Massive government spending pushes debt ever higher

The economy is sagging badly during the unusual times brought on by the combination of a recession and the impact of COVID-19. Consumers and businesses have cut spending while government deficits have increased exponentially.

But the net result is a severe decline in U.S. Gross Domestic Product (GDP) that will impact us for some time. Depending on how quickly people can get back to work, the recession could last a year or longer.

Is the government reacting properly?

The consensus forecast from economists who submit their guesses to Bloomberg is a contraction of 5.7 percent in 2020 in the U.S. Measured from peak-to-trough the decline will be close to 10 percent followed by a recovery starting in the summer, according to them.

For the 3-month period from April 1 to June 30 the consensus is a contraction of 8.25 percent, or 35 percent annualized (these numbers always are reported on an annualized basis).

From the same quarter a year ago, the decline is about 10 percent, with consumer spending declining at a whopping 40 percent annual rate, or 10 percent in the quarter. These amounts are hard to comprehend, and it seems that people are ignoring them with the idea that it is only temporary.

Government expenditures, on the other hand, are expected to increase at the modest rate of 2.3 percent, perhaps not enough to offset the declines in business and consumer spending.

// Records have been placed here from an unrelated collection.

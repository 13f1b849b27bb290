//! Version parsing, comparison, and bumping.
//!
//! A leaf utility with no internal dependencies: the rest of the workspace
//! consumes [`Version`] and [`Scheme`] but this crate depends on nothing
//! else in the workspace.

mod bump;
mod error;
mod maven;
mod scheme;
mod version;

pub use bump::BumpId;
pub use error::VersionError;
pub use maven::MavenVersion;
pub use scheme::Scheme;
pub use version::Version;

The U.S. government deficit is exploding. The monthly deficit was about 400 billion dollars recently, with the accumulated deficit up to almost $1.9 trillion. It was not just the increase in spending that caused this but also a collapse in tax receipts.

 

Source: Bloomberg LP

Already this recession is worse than the Global Financial Crisis of 2008-09 which was triggered by a collapse in the housing market. Nobody could have predicted that we would experience another crisis just eleven years later.

Industrial production, defined as total output from mines and factories, has slumped about 20 percent from the recent peak.

 

Source: FRED, St. Louis Federal Reserve

These charts show that the current decline is like that of the Global Financial Crisis, but less than the decline during 1929 to 1933 when it was close to 50 percent.

 

Despite this there are signs that some U.S. politicians think that they have done enough spending already. But some of these sobering numbers suggest that government spending might need to increase even more to offset declines in consumer and business spending

Recent news highlighted the size of the federal debt in the U.S., reaching $26 trillion for the first time. The 2020 deficit is expected to be $4 trillion.

The U.S. government has spent about $3.5 trillion so far to help people, businesses, cities and states survive this recession. Republicans slammed the door shut on new spending packages because of the speed of the increase in debt. Democrats argued that more needs to be done, proposing a $3 trillion package of further spending. It seems unlikely that more spending will be approved before the November elections as elected people have returned to their home ridings to campaign.

But with unemployment at 13.3 percent, higher than any time since the Second World War, there will be pressure to expand government spending.

As Jerome Powell said last week, “there will be a significant chunk, well into the millions, who don’t get to go back to their old job, and, in fact, there may not be a job in that industry for some time.”

If millions are unable to go back to work soon, watch for more government spending announcements and even bigger deficits next year.